How to complete this task: Repeat only the lines running from the beginning of the material through the line that contains "pub fn is_aborted(&self)".

Record excerpts:
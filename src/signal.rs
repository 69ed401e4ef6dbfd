//! One-shot cancellation signal.
//!
//! An [`AbortSignal`] starts live and can be aborted exactly once. Subjects
//! abort theirs on the first terminal notification; every subject
//! subscription owns its own signal that aborts when the subscriber is
//! detached.

use std::fmt::{Debug, Formatter};

use smallvec::SmallVec;

use crate::rc::MutRc;

type Listener = Box<dyn FnOnce()>;

#[derive(Default)]
struct SignalState {
  aborted: bool,
  listeners: SmallVec<[Listener; 1]>,
}

/// Shared, read-only view of a one-shot abort flag.
///
/// Clones observe the same flag. Only the crate can abort a signal.
#[derive(Clone, Default)]
pub struct AbortSignal(MutRc<SignalState>);

impl AbortSignal {
  pub(crate) fn new() -> Self { Self::default() }

  #[inline]
  pub fn is_aborted(&self) -> bool { self.0.rc_deref().aborted }

  /// Run `f` once the signal aborts, or right away if it already has.
  pub fn on_abort(&self, f: impl FnOnce() + 'static) {
    let mut state = self.0.rc_deref_mut();
    if state.aborted {
      drop(state);
      f();
    } else {
      state.listeners.push(Box::new(f));
    }
  }

  /// Flip the flag. Returns `true` only for the call that performed the
  /// transition; listeners run after the internal borrow is released.
  pub(crate) fn abort(&self) -> bool {
    let listeners = {
      let mut state = self.0.rc_deref_mut();
      if state.aborted {
        return false;
      }
      state.aborted = true;
      std::mem::take(&mut state.listeners)
    };
    for listener in listeners {
      listener();
    }
    true
  }
}

impl Debug for AbortSignal {
  fn fmt(&self, f: &mut Formatter<'_>) -> std::fmt::Result {
    let state = self.0.rc_deref();
    f.debug_struct("AbortSignal")
      .field("aborted", &state.aborted)
      .field("listeners", &state.listeners.len())
      .finish()
  }
}
use std::{
  any::Any,
  panic::{catch_unwind, AssertUnwindSafe},
};

use smallvec::SmallVec;

use crate::{
  observer::{BoxedObserver, Observer},
  rc::MutRc,
  signal::AbortSignal,
  subscription::DynamicSubscriptions,
};

pub(crate) type PanicPayload = Box<dyn Any + Send>;

/// How a subject stream ended.
#[derive(Clone, Debug, PartialEq, Eq)]
pub(crate) enum Terminal<Err> {
  Completed,
  Errored(Err),
}

impl<Err: Clone> Terminal<Err> {
  pub(crate) fn notify<Item, O: Observer<Item, Err>>(&self, observer: O) {
    match self {
      Terminal::Completed => observer.complete(),
      Terminal::Errored(err) => observer.error(err.clone()),
    }
  }
}

/// One registered consumer.
///
/// The observer sits in its own cell so a broadcast can run without holding
/// the subscriber list. A busy cell means the observer is inside one of its
/// own callbacks; a terminal notification arriving then is parked in
/// `deferred` and flushed once the callback returns.
pub(crate) struct Subscriber<'a, Item, Err> {
  pub(crate) id: usize,
  pub(crate) observer: MutRc<Option<BoxedObserver<'a, Item, Err>>>,
  pub(crate) signal: AbortSignal,
  pub(crate) deferred: MutRc<Option<Terminal<Err>>>,
}

impl<'a, Item, Err> Clone for Subscriber<'a, Item, Err> {
  fn clone(&self) -> Self {
    Self {
      id: self.id,
      observer: self.observer.clone(),
      signal: self.signal.clone(),
      deferred: self.deferred.clone(),
    }
  }
}

impl<'a, Item, Err: Clone> Subscriber<'a, Item, Err> {
  /// Hand the terminal notification to the observer, or park it if the
  /// observer is busy.
  pub(crate) fn terminate(&self, terminal: &Terminal<Err>, panicked: &mut Option<PanicPayload>) {
    if self.signal.is_aborted() {
      return;
    }
    let Some(mut slot) = self.observer.try_rc_deref_mut() else {
      *self.deferred.rc_deref_mut() = Some(terminal.clone());
      return;
    };
    let observer = slot.take();
    drop(slot);
    self.signal.abort();
    if let Some(observer) = observer.filter(|o| !o.is_closed()) {
      guarded(self.id, panicked, || terminal.notify(observer));
    }
  }

  /// Deliver a terminal notification parked while the observer was busy.
  pub(crate) fn flush_deferred(&self, panicked: &mut Option<PanicPayload>) {
    let terminal = self.deferred.rc_deref_mut().take();
    if let Some(terminal) = terminal {
      self.terminate(&terminal, panicked);
    }
  }
}

/// Subscribers container using DynamicSubscriptions for ID-based management.
pub(crate) struct Subscribers<'a, Item, Err> {
  inner: DynamicSubscriptions<Subscriber<'a, Item, Err>>,
}

impl<'a, Item, Err> Default for Subscribers<'a, Item, Err> {
  fn default() -> Self { Self { inner: DynamicSubscriptions::default() } }
}

impl<'a, Item, Err> Subscribers<'a, Item, Err> {
  /// Register an observer and return its entry.
  pub(crate) fn add(&mut self, observer: BoxedObserver<'a, Item, Err>) -> Subscriber<'a, Item, Err> {
    let id = self.inner.reserve_id();
    let subscriber = Subscriber {
      id,
      observer: MutRc::own(Some(observer)),
      signal: AbortSignal::new(),
      deferred: MutRc::own(None),
    };
    self.inner.insert(id, subscriber.clone());
    subscriber
  }

  #[inline]
  pub(crate) fn remove(&mut self, id: usize) -> Option<Subscriber<'a, Item, Err>> {
    self.inner.remove(id)
  }

  /// Number of subscribers still accepting notifications.
  pub(crate) fn live(&self) -> usize {
    self.inner.iter().filter(|s| !s.signal.is_aborted()).count()
  }

  /// Handles to every live subscriber, in subscription order.
  pub(crate) fn snapshot(&self) -> SmallVec<[Subscriber<'a, Item, Err>; 2]> {
    self.inner.iter().filter(|s| !s.signal.is_aborted()).cloned().collect()
  }

  /// Remove every subscriber, in subscription order.
  pub(crate) fn drain(&mut self) -> SmallVec<[Subscriber<'a, Item, Err>; 2]> {
    self.inner.drain().collect()
  }
}

/// Run one consumer callback, keeping its panic away from the remaining
/// consumers. The first payload is kept so the caller can resume it once the
/// broadcast is over.
pub(crate) fn guarded(id: usize, panicked: &mut Option<PanicPayload>, f: impl FnOnce()) -> bool {
  match catch_unwind(AssertUnwindSafe(f)) {
    Ok(()) => true,
    Err(payload) => {
      tracing::error!(subscriber = id, "observer panicked during delivery; detaching it");
      panicked.get_or_insert(payload);
      false
    }
  }
}

/// Re-raise the first consumer panic of a finished broadcast.
pub(crate) fn resume(panicked: Option<PanicPayload>) {
  if let Some(payload) = panicked {
    std::panic::resume_unwind(payload);
  }
}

Reply to the exercise:
filename src/signal.rs
repository 69ed401e4ef6dbfd
//! One-shot cancellation signal.
//!
//! An [`AbortSignal`] starts live and can be aborted exactly once. Subjects
//! abort theirs on the first terminal notification; every subject
//! subscription owns its own signal that aborts when the subscriber is
//! detached.

use std::fmt::{Debug, Formatter};

use smallvec::SmallVec;

use crate::rc::MutRc;

type Listener = Box<dyn FnOnce()>;

#[derive(Default)]
struct SignalState {
  aborted: bool,
  listeners: SmallVec<[Listener; 1]>,
}

/// Shared, read-only view of a one-shot abort flag.
///
/// Clones observe the same flag. Only the crate can abort a signal.
#[derive(Clone, Default)]
pub struct AbortSignal(MutRc<SignalState>);

impl AbortSignal {
  pub(crate) fn new() -> Self { Self::default() }

  #[inline]
  pub fn is_aborted(&self) -> bool { self.0.rc_deref().aborted }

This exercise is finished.